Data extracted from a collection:
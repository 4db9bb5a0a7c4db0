//! Command failures and the exit codes they end the process with
//!
//! A scheduler only sees the exit status, so every failure that leaves a
//! command is paired with the code for its class (see [`crate::exit_codes`]).

use autobuy::AutobuyError;
use std::error::Error;
use std::fmt;

/// Result of a CLI command
pub type CliResult<T> = Result<T, CliError>;

/// A failed command: what to print and which exit status to report
#[derive(Debug)]
pub struct CliError {
    /// Line printed after `Error: `
    pub message: String,
    /// Process exit status
    pub exit_code: i32,
    /// Underlying failure, walked for `Caused by:` lines
    pub source: Option<Box<dyn Error + Send + Sync>>,
}

impl CliError {
    /// A failure described only by `message`
    pub fn new(message: impl Into<String>, exit_code: i32) -> Self {
        Self {
            message: message.into(),
            exit_code,
            source: None,
        }
    }

    /// A failure whose message comes from `cause`, kept for its chain
    pub fn with_cause<E: Error + Send + Sync + 'static>(cause: E, exit_code: i32) -> Self {
        Self {
            message: cause.to_string(),
            exit_code,
            source: Some(Box::new(cause)),
        }
    }

    /// Message followed by one `Caused by:` line per deeper cause
    pub fn describe(&self) -> String {
        let mut text = self.message.clone();

        // The direct cause already supplied the message
        let mut cause = self.source().and_then(|e| e.source());
        while let Some(err) = cause {
            text.push_str(&format!("\n  Caused by: {err}"));
            cause = err.source();
        }

        text
    }
}

impl From<AutobuyError> for CliError {
    fn from(error: AutobuyError) -> Self {
        let exit_code = error.exit_code();
        Self::with_cause(error, exit_code)
    }
}

impl fmt::Display for CliError {
    fn fmt(&self, f: &mut fmt::Formatter<'_>) -> fmt::Result {
        f.write_str(&self.message)
    }
}

impl Error for CliError {
    fn source(&self) -> Option<&(dyn Error + 'static)> {
        self.source
            .as_ref()
            .map(|e| e.as_ref() as &(dyn Error + 'static))
    }
}

/// Attach an exit code to any error result
pub trait OrExit<T> {
    /// Turn the error into a [`CliError`] ending the process with `exit_code`
    fn or_exit(self, exit_code: i32) -> CliResult<T>;
}

impl<T, E: Error + Send + Sync + 'static> OrExit<T> for Result<T, E> {
    fn or_exit(self, exit_code: i32) -> CliResult<T> {
        self.map_err(|e| CliError::with_cause(e, exit_code))
    }
}

/// Exit status for a finished command; failures are printed to stderr
pub fn exit_code_for<T>(result: CliResult<T>) -> i32 {
    match result {
        Ok(_) => crate::exit_codes::EXIT_SUCCESS,
        Err(e) => {
            eprintln!("Error: {}", e.describe());
            e.exit_code
        }
    }
}
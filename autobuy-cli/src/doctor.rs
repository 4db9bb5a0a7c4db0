//! Doctor command for checking an autobuy installation
//!
//! Verifies that the configuration validates, that the interpreter and agent
//! scripts the workflow launches exist, and that the audit log directory can
//! be written. Returns exit codes:
//! - 0: All checks passed
//! - 1: Some warnings detected
//! - 2: Errors detected

use crate::exit_codes::{EXIT_ERROR, EXIT_SUCCESS, EXIT_WARNING};
use anyhow::Result;
use autobuy::config::step_names;
use autobuy::WorkflowConfig;
use colored::*;
use std::path::{Path, PathBuf};

/// Status of a diagnostic check
#[derive(Debug, Clone, Copy, PartialEq, Eq)]
pub enum CheckStatus {
    /// Check passed without issues
    Ok,
    /// Check passed but with potential issues
    Warning,
    /// Check failed with errors
    Error,
}

/// One diagnostic result
#[derive(Debug, Clone, PartialEq, Eq)]
pub struct Check {
    pub name: String,
    pub status: CheckStatus,
    pub message: String,
    pub fix: Option<String>,
}

impl Check {
    fn new(name: impl Into<String>, status: CheckStatus, message: impl Into<String>) -> Self {
        Self {
            name: name.into(),
            status,
            message: message.into(),
            fix: None,
        }
    }

    fn with_fix(mut self, fix: impl Into<String>) -> Self {
        self.fix = Some(fix.into());
        self
    }
}

/// Accumulates check results and prints a summary
#[derive(Debug, Default)]
pub struct Doctor {
    checks: Vec<Check>,
}

impl Doctor {
    pub fn new() -> Self {
        Self::default()
    }

    /// Run every check against the configuration at `config_path`, or the one found by search
    pub fn run_diagnostics(&mut self, config_path: Option<&Path>) -> Result<i32> {
        println!("{}", "autobuy doctor".bold().blue());
        println!();

        match WorkflowConfig::load(config_path) {
            Ok(config) => self.run_checks(&config),
            Err(e) => self.checks.push(
                Check::new("Configuration", CheckStatus::Error, e.to_string())
                    .with_fix("Fix or remove the configuration file"),
            ),
        }

        self.print_results();
        Ok(self.get_exit_code())
    }

    /// Check a loaded configuration
    pub fn run_checks(&mut self, config: &WorkflowConfig) {
        self.check_configuration(config);
        self.check_interpreter(&config.interpreter);
        self.check_scripts(config);
        self.check_log_dir(&config.log_dir);
    }

    fn check_configuration(&mut self, config: &WorkflowConfig) {
        let check = match config.validate() {
            Ok(()) if config.min_balance < config.planned_spend() => Check::new(
                "Configuration",
                CheckStatus::Warning,
                format!(
                    "minimum balance {} is below the planned spend {}",
                    config.min_balance,
                    config.planned_spend()
                ),
            )
            .with_fix("Raise AUTOBUY_MIN_BALANCE or min_balance in autobuy.yaml"),
            Ok(()) => Check::new("Configuration", CheckStatus::Ok, "valid"),
            Err(e) => Check::new("Configuration", CheckStatus::Error, e.to_string()),
        };
        self.checks.push(check);
    }

    fn check_interpreter(&mut self, interpreter: &Path) {
        let check = if interpreter.is_file() {
            Check::new(
                "Interpreter",
                CheckStatus::Ok,
                interpreter.display().to_string(),
            )
        } else {
            Check::new(
                "Interpreter",
                CheckStatus::Error,
                format!("{} not found", interpreter.display()),
            )
            .with_fix("Create the virtualenv or set AUTOBUY_PYTHON")
        };
        self.checks.push(check);
    }

    fn check_scripts(&mut self, config: &WorkflowConfig) {
        let mut required: Vec<(&str, PathBuf)> = vec![
            (step_names::BALANCE, config.script_path("balance.py")),
            (step_names::CHARGE, config.script_path("charge.py")),
        ];
        for kind in config.enabled_purchases() {
            required.push((kind.step_name(), config.script_path(kind.script())));
        }

        for (name, path) in required {
            self.push_script_check(name, &path, CheckStatus::Error);
        }

        // The login agent is only launched when requested
        let login_missing = if config.login_first {
            CheckStatus::Error
        } else {
            CheckStatus::Warning
        };
        self.push_script_check(
            step_names::LOGIN,
            &config.script_path("login.py"),
            login_missing,
        );
    }

    fn push_script_check(&mut self, name: &str, path: &Path, missing: CheckStatus) {
        let check_name = format!("Agent script '{name}'");
        let check = if path.is_file() {
            Check::new(check_name, CheckStatus::Ok, path.display().to_string())
        } else {
            Check::new(
                check_name,
                missing,
                format!("{} not found", path.display()),
            )
            .with_fix("Set AUTOBUY_SCRIPTS_DIR or scripts_dir in autobuy.yaml")
        };
        self.checks.push(check);
    }

    fn check_log_dir(&mut self, log_dir: &Path) {
        let check = match std::fs::metadata(log_dir) {
            Ok(meta) if !meta.is_dir() => Check::new(
                "Audit log directory",
                CheckStatus::Error,
                format!("{} is not a directory", log_dir.display()),
            ),
            Ok(meta) if meta.permissions().readonly() => Check::new(
                "Audit log directory",
                CheckStatus::Error,
                format!("{} is read-only", log_dir.display()),
            ),
            Ok(_) => Check::new(
                "Audit log directory",
                CheckStatus::Ok,
                log_dir.display().to_string(),
            ),
            Err(_) => Check::new(
                "Audit log directory",
                CheckStatus::Warning,
                format!("{} does not exist yet", log_dir.display()),
            )
            .with_fix("It is created on the first run"),
        };
        self.checks.push(check);
    }

    /// Results collected so far
    pub fn checks(&self) -> &[Check] {
        &self.checks
    }

    /// Print every check and the summary
    pub fn print_results(&self) {
        let use_color = crate::cli::Cli::should_use_color();
        for check in &self.checks {
            print_check(check, use_color);
        }
        println!();

        let count = |status| self.checks.iter().filter(|c| c.status == status).count();
        let (ok, warnings, errors) = (
            count(CheckStatus::Ok),
            count(CheckStatus::Warning),
            count(CheckStatus::Error),
        );
        if warnings == 0 && errors == 0 {
            println!("  All checks passed!");
        } else if use_color {
            println!(
                "  {} checks passed, {} warnings, {} errors",
                ok.to_string().green(),
                warnings.to_string().yellow(),
                errors.to_string().red()
            );
        } else {
            println!("  {ok} checks passed, {warnings} warnings, {errors} errors");
        }
    }

    /// Get exit code based on check results
    pub fn get_exit_code(&self) -> i32 {
        if self.checks.iter().any(|c| c.status == CheckStatus::Error) {
            EXIT_ERROR
        } else if self.checks.iter().any(|c| c.status == CheckStatus::Warning) {
            EXIT_WARNING
        } else {
            EXIT_SUCCESS
        }
    }
}

/// Print a single check result
fn print_check(check: &Check, use_color: bool) {
    let (symbol, color_fn): (&str, fn(&str) -> ColoredString) = match check.status {
        CheckStatus::Ok => ("✓", |s: &str| s.green()),
        CheckStatus::Warning => ("⚠", |s: &str| s.yellow()),
        CheckStatus::Error => ("✗", |s: &str| s.red()),
    };

    if use_color {
        println!(
            "  {} {} - {}",
            color_fn(symbol),
            check.name.bold(),
            check.message
        );
    } else {
        println!("  {} {} - {}", symbol, check.name, check.message);
    }

    if let Some(fix) = &check.fix {
        println!("    → {fix}");
    }
}
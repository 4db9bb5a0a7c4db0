//! Run command implementation for the purchase workflow

use crate::cli::RunArgs;
use crate::error::{CliError, CliResult, OrExit};
use crate::exit_codes::{EXIT_CONFIG_ERROR, EXIT_IO_ERROR};
use autobuy::{AuditLevel, AuditLog, Orchestrator, ProcessStepRunner, WorkflowConfig};
use std::fmt::Display;
use std::path::Path;

/// Main entry point for the run command
pub async fn run_workflow_command(args: RunArgs) -> CliResult<()> {
    let config = load_config(&args)?;

    let audit = AuditLog::open(&config.log_dir).or_exit(EXIT_IO_ERROR)?;
    tracing::debug!("Recording run in {}", audit.path().display());

    let runner = ProcessStepRunner::new()
        .with_working_dir(&config.project_root)
        .with_environment(config.step_environment());

    let report = Orchestrator::new(&config, runner, &audit).run().await;
    match report.error {
        None => {
            tracing::info!("Purchase workflow finished");
            Ok(())
        }
        Some(error) => {
            let exit_code = error.exit_code();
            Err(CliError::new(
                format!("{error} (details in {})", audit.path().display()),
                exit_code,
            ))
        }
    }
}

/// Resolve and validate the configuration, recording rejections in the audit log
fn load_config(args: &RunArgs) -> CliResult<WorkflowConfig> {
    let mut config = match WorkflowConfig::load(args.config.as_deref()) {
        Ok(config) => config,
        Err(e) => {
            let mut fallback = WorkflowConfig::from_env();
            args.apply_to(&mut fallback);
            record_rejection(&fallback.log_dir, &e);
            return Err(CliError::with_cause(e, EXIT_CONFIG_ERROR));
        }
    };
    args.apply_to(&mut config);

    if let Err(e) = config.validate() {
        record_rejection(&config.log_dir, &e);
        return Err(CliError::with_cause(e, EXIT_CONFIG_ERROR));
    }
    Ok(config)
}

/// Record a rejected invocation in today's audit log
///
/// The process is exiting with an error either way, so a log that cannot be
/// written is only reported through `tracing`.
pub fn record_rejection(log_dir: &Path, reason: &dyn Display) {
    let message = format!("configuration rejected: {reason}");
    match AuditLog::open(log_dir) {
        Ok(audit) => {
            if let Err(e) = audit.record(AuditLevel::Error, message) {
                tracing::warn!("Failed to write audit log: {}", e);
            }
        }
        Err(e) => tracing::warn!("Failed to open audit log in {}: {}", log_dir.display(), e),
    }
}

/// Record a command line clap rejected, using the log directory from the environment
pub fn record_usage_error(error: &clap::Error) {
    let rendered = error.to_string();
    let summary = rendered
        .lines()
        .find(|line| !line.trim().is_empty())
        .unwrap_or("invalid command line");
    let config = WorkflowConfig::from_env();
    record_rejection(&config.log_dir, &summary);
}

Exercise aim:
Go line by line through the data and copy any that contain "lines".

Answer to this problem:
    /// Underlying failure, walked for `Caused by:` lines
        .lines()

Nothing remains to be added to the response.